_ENTRIES SUPPLIED:_
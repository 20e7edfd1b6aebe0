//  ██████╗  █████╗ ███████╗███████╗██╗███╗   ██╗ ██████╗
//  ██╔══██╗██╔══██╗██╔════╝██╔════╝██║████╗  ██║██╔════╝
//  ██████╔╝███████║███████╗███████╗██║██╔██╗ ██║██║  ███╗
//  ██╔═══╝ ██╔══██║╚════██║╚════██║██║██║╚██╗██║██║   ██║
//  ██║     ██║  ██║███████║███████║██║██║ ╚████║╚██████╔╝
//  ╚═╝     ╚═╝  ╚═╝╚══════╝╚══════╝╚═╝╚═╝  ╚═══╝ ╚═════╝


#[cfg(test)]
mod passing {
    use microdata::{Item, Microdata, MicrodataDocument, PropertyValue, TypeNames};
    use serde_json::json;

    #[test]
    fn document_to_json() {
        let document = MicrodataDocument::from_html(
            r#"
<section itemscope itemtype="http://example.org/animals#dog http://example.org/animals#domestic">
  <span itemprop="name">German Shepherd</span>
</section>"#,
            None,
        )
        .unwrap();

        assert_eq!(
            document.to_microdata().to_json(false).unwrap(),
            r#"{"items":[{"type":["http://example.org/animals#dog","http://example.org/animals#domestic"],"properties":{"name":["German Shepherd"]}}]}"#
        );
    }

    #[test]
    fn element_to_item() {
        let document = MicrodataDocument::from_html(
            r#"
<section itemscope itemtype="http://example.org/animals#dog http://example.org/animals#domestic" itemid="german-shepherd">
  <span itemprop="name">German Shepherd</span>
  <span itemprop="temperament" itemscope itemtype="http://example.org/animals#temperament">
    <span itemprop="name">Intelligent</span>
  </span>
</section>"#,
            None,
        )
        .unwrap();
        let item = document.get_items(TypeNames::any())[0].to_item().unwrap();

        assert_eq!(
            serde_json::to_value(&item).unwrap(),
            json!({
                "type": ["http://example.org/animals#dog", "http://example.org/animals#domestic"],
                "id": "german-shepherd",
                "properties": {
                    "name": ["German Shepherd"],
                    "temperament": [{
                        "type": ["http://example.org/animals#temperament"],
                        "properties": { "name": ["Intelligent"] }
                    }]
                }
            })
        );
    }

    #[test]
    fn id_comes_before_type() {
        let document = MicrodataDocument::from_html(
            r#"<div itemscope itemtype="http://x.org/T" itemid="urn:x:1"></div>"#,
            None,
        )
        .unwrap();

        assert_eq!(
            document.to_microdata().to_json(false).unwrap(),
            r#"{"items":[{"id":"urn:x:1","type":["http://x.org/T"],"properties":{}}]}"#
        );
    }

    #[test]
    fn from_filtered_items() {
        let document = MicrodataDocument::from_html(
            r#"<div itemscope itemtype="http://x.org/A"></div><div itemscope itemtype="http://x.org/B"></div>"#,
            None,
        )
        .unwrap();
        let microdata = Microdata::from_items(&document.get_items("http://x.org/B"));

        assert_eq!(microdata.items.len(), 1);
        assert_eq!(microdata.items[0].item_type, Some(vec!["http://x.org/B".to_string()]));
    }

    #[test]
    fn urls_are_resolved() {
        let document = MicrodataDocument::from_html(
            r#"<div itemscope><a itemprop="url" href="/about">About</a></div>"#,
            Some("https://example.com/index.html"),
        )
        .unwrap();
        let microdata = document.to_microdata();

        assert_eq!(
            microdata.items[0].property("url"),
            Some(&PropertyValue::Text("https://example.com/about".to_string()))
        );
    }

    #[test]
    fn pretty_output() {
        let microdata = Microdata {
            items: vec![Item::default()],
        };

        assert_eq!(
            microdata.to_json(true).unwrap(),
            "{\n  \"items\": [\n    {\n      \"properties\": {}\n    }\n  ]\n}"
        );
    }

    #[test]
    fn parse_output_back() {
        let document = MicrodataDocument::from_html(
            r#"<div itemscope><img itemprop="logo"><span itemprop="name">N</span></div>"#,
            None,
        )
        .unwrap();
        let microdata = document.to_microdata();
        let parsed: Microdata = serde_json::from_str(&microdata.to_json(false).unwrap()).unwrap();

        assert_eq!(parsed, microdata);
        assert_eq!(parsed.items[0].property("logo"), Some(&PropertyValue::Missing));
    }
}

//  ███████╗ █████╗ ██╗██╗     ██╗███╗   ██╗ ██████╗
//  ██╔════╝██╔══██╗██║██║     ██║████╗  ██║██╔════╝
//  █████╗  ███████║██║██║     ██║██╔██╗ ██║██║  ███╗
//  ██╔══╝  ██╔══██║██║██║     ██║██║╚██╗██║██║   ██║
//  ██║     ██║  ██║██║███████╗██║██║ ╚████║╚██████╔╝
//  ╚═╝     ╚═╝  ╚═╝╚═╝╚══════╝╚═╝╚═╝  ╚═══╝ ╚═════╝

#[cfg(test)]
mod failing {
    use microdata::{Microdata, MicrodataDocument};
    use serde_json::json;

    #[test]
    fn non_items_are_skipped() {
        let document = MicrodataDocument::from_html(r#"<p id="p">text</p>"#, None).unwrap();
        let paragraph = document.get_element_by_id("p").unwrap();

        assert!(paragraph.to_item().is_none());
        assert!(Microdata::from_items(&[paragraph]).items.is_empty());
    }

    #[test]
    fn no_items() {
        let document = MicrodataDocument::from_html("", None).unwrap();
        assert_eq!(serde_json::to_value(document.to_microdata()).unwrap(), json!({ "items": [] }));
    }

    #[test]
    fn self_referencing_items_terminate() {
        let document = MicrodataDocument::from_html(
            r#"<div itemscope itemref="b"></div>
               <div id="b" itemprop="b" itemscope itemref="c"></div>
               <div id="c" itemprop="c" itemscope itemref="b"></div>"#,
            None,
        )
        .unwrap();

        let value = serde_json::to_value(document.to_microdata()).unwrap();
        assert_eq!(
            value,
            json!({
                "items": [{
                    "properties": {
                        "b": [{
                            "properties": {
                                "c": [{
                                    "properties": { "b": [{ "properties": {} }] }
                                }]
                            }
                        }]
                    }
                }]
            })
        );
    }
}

...

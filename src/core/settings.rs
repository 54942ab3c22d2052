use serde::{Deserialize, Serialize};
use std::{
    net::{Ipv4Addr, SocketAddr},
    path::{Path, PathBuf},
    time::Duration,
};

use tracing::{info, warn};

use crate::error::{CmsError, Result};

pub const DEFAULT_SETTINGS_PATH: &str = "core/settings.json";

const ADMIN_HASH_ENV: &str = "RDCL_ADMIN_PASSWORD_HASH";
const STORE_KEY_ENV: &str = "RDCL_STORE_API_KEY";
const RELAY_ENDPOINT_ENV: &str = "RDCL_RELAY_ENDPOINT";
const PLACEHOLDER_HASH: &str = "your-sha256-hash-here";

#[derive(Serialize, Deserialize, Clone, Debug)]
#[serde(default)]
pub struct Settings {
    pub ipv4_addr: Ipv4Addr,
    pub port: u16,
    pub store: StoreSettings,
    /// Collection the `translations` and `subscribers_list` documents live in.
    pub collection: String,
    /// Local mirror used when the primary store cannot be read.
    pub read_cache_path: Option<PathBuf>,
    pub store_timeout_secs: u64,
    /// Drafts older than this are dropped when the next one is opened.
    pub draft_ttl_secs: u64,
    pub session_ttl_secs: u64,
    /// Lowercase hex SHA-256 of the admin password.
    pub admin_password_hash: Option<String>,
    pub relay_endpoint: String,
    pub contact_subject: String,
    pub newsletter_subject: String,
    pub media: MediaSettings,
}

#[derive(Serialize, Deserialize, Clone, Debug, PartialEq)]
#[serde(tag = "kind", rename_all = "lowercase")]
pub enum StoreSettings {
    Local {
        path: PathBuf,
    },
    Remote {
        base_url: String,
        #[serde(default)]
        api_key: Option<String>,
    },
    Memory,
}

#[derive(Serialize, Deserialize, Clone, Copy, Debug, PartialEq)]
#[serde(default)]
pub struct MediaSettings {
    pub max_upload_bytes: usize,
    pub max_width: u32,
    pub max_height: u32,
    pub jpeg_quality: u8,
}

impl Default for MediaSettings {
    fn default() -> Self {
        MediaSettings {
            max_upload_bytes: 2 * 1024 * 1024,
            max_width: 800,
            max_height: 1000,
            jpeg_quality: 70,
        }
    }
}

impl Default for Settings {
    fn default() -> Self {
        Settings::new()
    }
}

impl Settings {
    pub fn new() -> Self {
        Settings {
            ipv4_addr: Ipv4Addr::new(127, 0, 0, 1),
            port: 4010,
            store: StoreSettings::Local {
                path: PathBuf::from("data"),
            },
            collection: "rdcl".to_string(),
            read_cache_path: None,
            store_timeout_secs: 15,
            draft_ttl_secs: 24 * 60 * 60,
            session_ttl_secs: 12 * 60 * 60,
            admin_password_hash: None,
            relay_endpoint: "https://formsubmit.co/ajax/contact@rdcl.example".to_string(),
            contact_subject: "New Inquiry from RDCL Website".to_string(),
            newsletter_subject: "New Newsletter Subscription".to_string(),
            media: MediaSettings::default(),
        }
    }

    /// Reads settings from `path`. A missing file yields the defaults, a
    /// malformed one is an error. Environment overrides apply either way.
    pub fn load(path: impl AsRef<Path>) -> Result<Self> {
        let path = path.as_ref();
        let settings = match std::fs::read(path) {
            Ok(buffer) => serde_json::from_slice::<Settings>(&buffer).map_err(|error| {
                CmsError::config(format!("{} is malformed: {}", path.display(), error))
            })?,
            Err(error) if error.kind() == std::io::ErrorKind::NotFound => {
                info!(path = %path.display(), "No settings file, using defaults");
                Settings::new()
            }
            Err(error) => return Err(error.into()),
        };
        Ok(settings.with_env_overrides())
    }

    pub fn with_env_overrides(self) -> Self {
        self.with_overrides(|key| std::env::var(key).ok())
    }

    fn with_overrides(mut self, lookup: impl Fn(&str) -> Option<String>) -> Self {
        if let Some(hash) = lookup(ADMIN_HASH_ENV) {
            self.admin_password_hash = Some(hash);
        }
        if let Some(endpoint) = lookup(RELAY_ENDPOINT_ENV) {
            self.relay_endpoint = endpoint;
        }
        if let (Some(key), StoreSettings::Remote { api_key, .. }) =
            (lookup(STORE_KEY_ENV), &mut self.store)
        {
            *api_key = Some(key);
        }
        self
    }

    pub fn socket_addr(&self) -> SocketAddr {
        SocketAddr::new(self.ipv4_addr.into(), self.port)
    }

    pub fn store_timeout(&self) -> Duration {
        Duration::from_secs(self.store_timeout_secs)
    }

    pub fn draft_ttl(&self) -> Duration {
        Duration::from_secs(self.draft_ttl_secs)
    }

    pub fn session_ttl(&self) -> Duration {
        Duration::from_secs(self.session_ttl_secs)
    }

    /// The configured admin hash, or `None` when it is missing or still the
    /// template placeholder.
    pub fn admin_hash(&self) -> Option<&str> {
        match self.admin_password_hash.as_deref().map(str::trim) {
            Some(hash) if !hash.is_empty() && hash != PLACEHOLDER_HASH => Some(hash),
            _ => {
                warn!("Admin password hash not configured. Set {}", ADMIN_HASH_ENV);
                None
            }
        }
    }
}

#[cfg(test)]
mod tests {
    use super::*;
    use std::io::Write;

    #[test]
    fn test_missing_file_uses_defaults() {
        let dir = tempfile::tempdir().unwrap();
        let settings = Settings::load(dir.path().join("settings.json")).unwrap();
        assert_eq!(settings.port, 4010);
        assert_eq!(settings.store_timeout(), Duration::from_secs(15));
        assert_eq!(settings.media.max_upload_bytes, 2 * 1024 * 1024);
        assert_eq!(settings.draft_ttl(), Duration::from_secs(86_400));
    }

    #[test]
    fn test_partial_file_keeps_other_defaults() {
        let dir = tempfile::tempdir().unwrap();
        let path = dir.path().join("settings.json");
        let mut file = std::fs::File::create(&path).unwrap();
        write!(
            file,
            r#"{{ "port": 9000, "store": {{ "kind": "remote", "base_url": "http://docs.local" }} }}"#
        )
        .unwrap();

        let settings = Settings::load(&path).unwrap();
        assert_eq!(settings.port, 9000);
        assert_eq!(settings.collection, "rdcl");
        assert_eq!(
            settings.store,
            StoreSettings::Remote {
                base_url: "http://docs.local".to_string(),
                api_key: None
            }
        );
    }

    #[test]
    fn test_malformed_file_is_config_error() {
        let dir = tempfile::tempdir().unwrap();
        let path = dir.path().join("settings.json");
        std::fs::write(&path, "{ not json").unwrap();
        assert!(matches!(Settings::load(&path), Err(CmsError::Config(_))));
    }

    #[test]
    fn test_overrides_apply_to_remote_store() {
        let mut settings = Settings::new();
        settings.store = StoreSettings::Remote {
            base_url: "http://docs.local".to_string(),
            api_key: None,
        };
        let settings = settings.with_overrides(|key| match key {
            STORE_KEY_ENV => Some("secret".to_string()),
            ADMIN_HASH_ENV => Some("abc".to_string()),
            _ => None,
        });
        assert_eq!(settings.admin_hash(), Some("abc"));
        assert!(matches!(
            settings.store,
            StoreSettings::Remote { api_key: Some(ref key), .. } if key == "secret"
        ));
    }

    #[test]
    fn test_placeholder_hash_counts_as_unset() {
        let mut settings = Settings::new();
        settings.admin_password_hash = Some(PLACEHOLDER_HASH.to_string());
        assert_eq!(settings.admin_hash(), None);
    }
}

==

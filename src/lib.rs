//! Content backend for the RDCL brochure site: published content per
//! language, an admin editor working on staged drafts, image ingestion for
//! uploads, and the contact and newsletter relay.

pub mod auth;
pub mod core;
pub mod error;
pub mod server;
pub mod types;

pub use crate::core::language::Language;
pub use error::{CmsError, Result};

_ASSIGNMENT:_ The expected answer is a copy of each line above containing "const".

_ANSWER BOX:_
pub const DEFAULT_SETTINGS_PATH: &str = "core/settings.json";
const ADMIN_HASH_ENV: &str = "RDCL_ADMIN_PASSWORD_HASH";
const STORE_KEY_ENV: &str = "RDCL_STORE_API_KEY";
const RELAY_ENDPOINT_ENV: &str = "RDCL_RELAY_ENDPOINT";
const PLACEHOLDER_HASH: &str = "your-sha256-hash-here";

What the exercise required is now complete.